Cette ambition pourrait paraître au mieux démiurgique, au pire égoïste. Or, et c’est sans doute l’un des plus lumineux constats du livre, si l’on s’écrit jusqu’à l’os, que l’on se dénude et se départit de toutes ses pudeurs, c’est d’abord pour toucher l’autre. Doubrovsky a des mots de gratitude sincère pour ses lecteurs, mais aussi, ce qui est plus rare, pour les critiques qui ont accompagné son œuvre. On découvre qu’il aime échanger des lettres avec ses lecteurs, quels qu’ils soient ; il donne même à lire une surprenante correspondance entretenue avec celle qui deviendra sa femme. Toutes les images se renversent : celui que l’on croyait Don Juan est aussi un sentimental, l’universitaire célèbre cache un homme seul, l’écrivain accusé de « moi-moiisme » se révèle infiniment perméable à l’altérité.

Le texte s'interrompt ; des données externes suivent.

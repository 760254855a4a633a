//! In-memory [`RemoteApi`] that records every call.
//!
//! Creates are applied to the fake's own unit list with a fresh id, the way the
//! real API would, so a later `list_units` sees them.

use std::collections::{HashMap, HashSet};
use std::sync::{Mutex, MutexGuard};

use stackward_core::{DeployedUnit, RemoteTarget};

use crate::error::RemoteError;
use crate::RemoteApi;

/// One observed call.
#[derive(Debug, Clone, PartialEq, Eq)]
pub enum RemoteCall {
    ListTargets,
    ListUnits,
    GetFile {
        unit_id: i64,
    },
    Update {
        unit_id: i64,
        target_id: i64,
        content: String,
        pull_image: bool,
    },
    Create {
        target_id: i64,
        name: String,
        content: String,
    },
}

impl RemoteCall {
    pub fn is_mutation(&self) -> bool {
        matches!(self, RemoteCall::Update { .. } | RemoteCall::Create { .. })
    }
}

#[derive(Debug, Default)]
struct State {
    targets: Vec<RemoteTarget>,
    units: Vec<DeployedUnit>,
    files: HashMap<i64, String>,
    failing: HashSet<String>,
    calls: Vec<RemoteCall>,
}

#[derive(Debug, Default)]
pub struct RecordingRemote {
    state: Mutex<State>,
}

impl RecordingRemote {
    pub fn new() -> Self {
        Self::default()
    }

    pub fn with_target(self, id: i64, name: &str) -> Self {
        self.lock().targets.push(RemoteTarget {
            id,
            name: name.to_string(),
        });
        self
    }

    pub fn with_unit(self, id: i64, target_id: i64, name: &str, content: &str) -> Self {
        {
            let mut state = self.lock();
            state.units.push(DeployedUnit {
                id,
                name: name.to_string(),
                status: 1,
                target_id,
            });
            state.files.insert(id, content.to_string());
        }
        self
    }

    /// Make every mutation of the stack named `name` fail with HTTP 500.
    pub fn failing_stack(self, name: &str) -> Self {
        self.lock().failing.insert(name.to_string());
        self
    }

    pub fn calls(&self) -> Vec<RemoteCall> {
        self.lock().calls.clone()
    }

    pub fn creates(&self) -> Vec<RemoteCall> {
        self.filtered(|c| matches!(c, RemoteCall::Create { .. }))
    }

    pub fn updates(&self) -> Vec<RemoteCall> {
        self.filtered(|c| matches!(c, RemoteCall::Update { .. }))
    }

    pub fn mutations(&self) -> Vec<RemoteCall> {
        self.filtered(RemoteCall::is_mutation)
    }

    pub fn file_reads(&self) -> usize {
        self.filtered(|c| matches!(c, RemoteCall::GetFile { .. }))
            .len()
    }

    pub fn clear_calls(&self) {
        self.lock().calls.clear();
    }

    /// Current remote definition of a unit.
    pub fn file(&self, unit_id: i64) -> Option<String> {
        self.lock().files.get(&unit_id).cloned()
    }

    fn filtered(&self, keep: impl Fn(&RemoteCall) -> bool) -> Vec<RemoteCall> {
        self.lock().calls.iter().filter(|c| keep(c)).cloned().collect()
    }

    fn lock(&self) -> MutexGuard<'_, State> {
        self.state.lock().unwrap_or_else(|poisoned| poisoned.into_inner())
    }
}

fn injected_failure(method: &'static str, url: String) -> RemoteError {
    RemoteError::Status {
        method,
        url,
        status: 500,
        body: "injected failure".to_string(),
    }
}

impl RemoteApi for RecordingRemote {
    fn list_targets(&self) -> Result<Vec<RemoteTarget>, RemoteError> {
        let mut state = self.lock();
        state.calls.push(RemoteCall::ListTargets);
        Ok(state.targets.clone())
    }

    fn list_units(&self) -> Result<Vec<DeployedUnit>, RemoteError> {
        let mut state = self.lock();
        state.calls.push(RemoteCall::ListUnits);
        Ok(state.units.clone())
    }

    fn unit_file(&self, unit_id: i64) -> Result<String, RemoteError> {
        let mut state = self.lock();
        state.calls.push(RemoteCall::GetFile { unit_id });
        state.files.get(&unit_id).cloned().ok_or(RemoteError::Status {
            method: "GET",
            url: format!("fake:/api/stacks/{unit_id}/file"),
            status: 404,
            body: "stack not found".to_string(),
        })
    }

    fn update_unit(&self, unit_id: i64, target_id: i64, content: &str) -> Result<(), RemoteError> {
        let mut state = self.lock();
        state.calls.push(RemoteCall::Update {
            unit_id,
            target_id,
            content: content.to_string(),
            pull_image: true,
        });
        let name = state
            .units
            .iter()
            .find(|u| u.id == unit_id)
            .map(|u| u.name.clone())
            .unwrap_or_default();
        if state.failing.contains(&name) {
            return Err(injected_failure("PUT", format!("fake:/api/stacks/{unit_id}")));
        }
        state.files.insert(unit_id, content.to_string());
        Ok(())
    }

    fn create_unit(&self, target_id: i64, name: &str, content: &str) -> Result<(), RemoteError> {
        let mut state = self.lock();
        state.calls.push(RemoteCall::Create {
            target_id,
            name: name.to_string(),
            content: content.to_string(),
        });
        if state.failing.contains(name) {
            return Err(injected_failure("POST", "fake:/api/stacks".to_string()));
        }
        let id = state.units.iter().map(|u| u.id).max().unwrap_or(0) + 1;
        state.units.push(DeployedUnit {
            id,
            name: name.to_string(),
            status: 1,
            target_id,
        });
        state.files.insert(id, content.to_string());
        Ok(())
    }
}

Son but suprême : « faire participer autrui à sa vie » ; et c’est dans cet espoir qu’il cherchera ici encore à « [s]e revivre par éclairs ».

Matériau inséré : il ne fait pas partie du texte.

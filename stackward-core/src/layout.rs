//! The on-disk stack tree: `<root>/<node>/<stack>/<stack file>`.

use std::fs;
use std::path::{Component, Path, PathBuf};

use crate::error::ScanError;
use crate::types::StackRef;

/// Root directory plus the definition file name used inside every stack dir.
#[derive(Debug, Clone, PartialEq, Eq)]
pub struct StackLayout {
    root: PathBuf,
    stack_file: String,
}

impl StackLayout {
    pub fn new(root: impl Into<PathBuf>, stack_file: impl Into<String>) -> Self {
        Self {
            root: root.into(),
            stack_file: stack_file.into(),
        }
    }

    pub fn root(&self) -> &Path {
        &self.root
    }

    /// Immediate subdirectories of the root (node names), sorted.
    pub fn nodes(&self) -> Result<Vec<String>, ScanError> {
        list_dirs(&self.root)
    }

    /// Immediate subdirectories of one node (stack names), sorted.
    pub fn stacks(&self, node: &str) -> Result<Vec<String>, ScanError> {
        list_dirs(&self.root.join(node))
    }

    /// Path of the definition file for a pair. Never cached by callers.
    pub fn definition_path(&self, stack: &StackRef) -> PathBuf {
        self.root
            .join(&stack.node)
            .join(&stack.stack)
            .join(&self.stack_file)
    }
}

fn list_dirs(dir: &Path) -> Result<Vec<String>, ScanError> {
    let read_err = |source| ScanError::DirectoryRead {
        path: dir.to_path_buf(),
        source,
    };

    let mut names = Vec::new();
    for entry in fs::read_dir(dir).map_err(read_err)? {
        let entry = entry.map_err(read_err)?;
        let path = entry.path();
        // Follows symlinks; a dangling link is not a directory.
        if !path.is_dir() {
            continue;
        }
        match entry.file_name().into_string() {
            Ok(name) => names.push(name),
            Err(raw) => {
                tracing::warn!(
                    dir = %dir.display(),
                    name = %raw.to_string_lossy(),
                    "skip directory with non UTF-8 name"
                );
            }
        }
    }
    names.sort();
    Ok(names)
}

/// Map a changed path to the pair it belongs to.
///
/// Only the last three path segments matter: `<node>/<stack>/<file>`. Paths
/// with fewer than three segments name no specific stack and yield `None`.
pub fn stack_for_path(path: &Path) -> Option<StackRef> {
    let segments: Vec<&str> = path
        .components()
        .filter_map(|c| match c {
            Component::Normal(s) => s.to_str(),
            _ => None,
        })
        .collect();

    if segments.len() < 3 {
        return None;
    }
    let tail = &segments[segments.len() - 3..];
    Some(StackRef::new(tail[0], tail[1]))
}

On lit Un Homme de passage comme on se confronte à l’eau : tantôt porté, tantôt immergé, toujours captivé. Ses cinq cent cinquante pages, dont certaines d’un lyrisme inattendu, sont baignées par la lumière ardente et apaisée des adieux. La fougue qui secouait l’écriture en tous sens, faisait accoucher les mots des uns des autres, cette « éruption, volcan de vocables » est toujours bouillonnante, et secoue les pages au rythme de ses hachures : intact, le vif-argent qui dans Fils faisait glisser syllabes et lexies les unes sur les autres, mêlant leur matière sonore en de lumineux raccourcis. Mais la voix a aussi su quitter la violence du torrent pour se faire fleuve, encalminée, éclairée par une tendresse nouvelle : celle du regard d’un vieil homme sur les multiples autres qu’il aura été. « Quand on reparcourt sa vie en sens inverse, après le temps des Confessions vient immanquablement celui de Rousseau juge de Jean-Jacques », note l’écrivain sans indulgence. Paradoxalement, la nostalgie, qui aurait pu (dû ?) hanter le livre échoue à l’obombrer : car au fur et à mesure que le poignant adieu à soi s’organise, il dévoile un indéracinable amour de la vie, une force combattante en marche : « J’ai beau haïr l’âge qui m’envahit un peu partout et me grignote, j’aime la vie. » En réalité, dans Un homme de passage, Doubrovsky, comme Annie Ernaux dans Les Années, n’a plus d’âge : c’est la vie tout entière, dans son immédiateté, que l’écriture a su enclore et transfigurer.










Serge Doubrovsy Un homme de passage, Grasset, 2011, 548 p.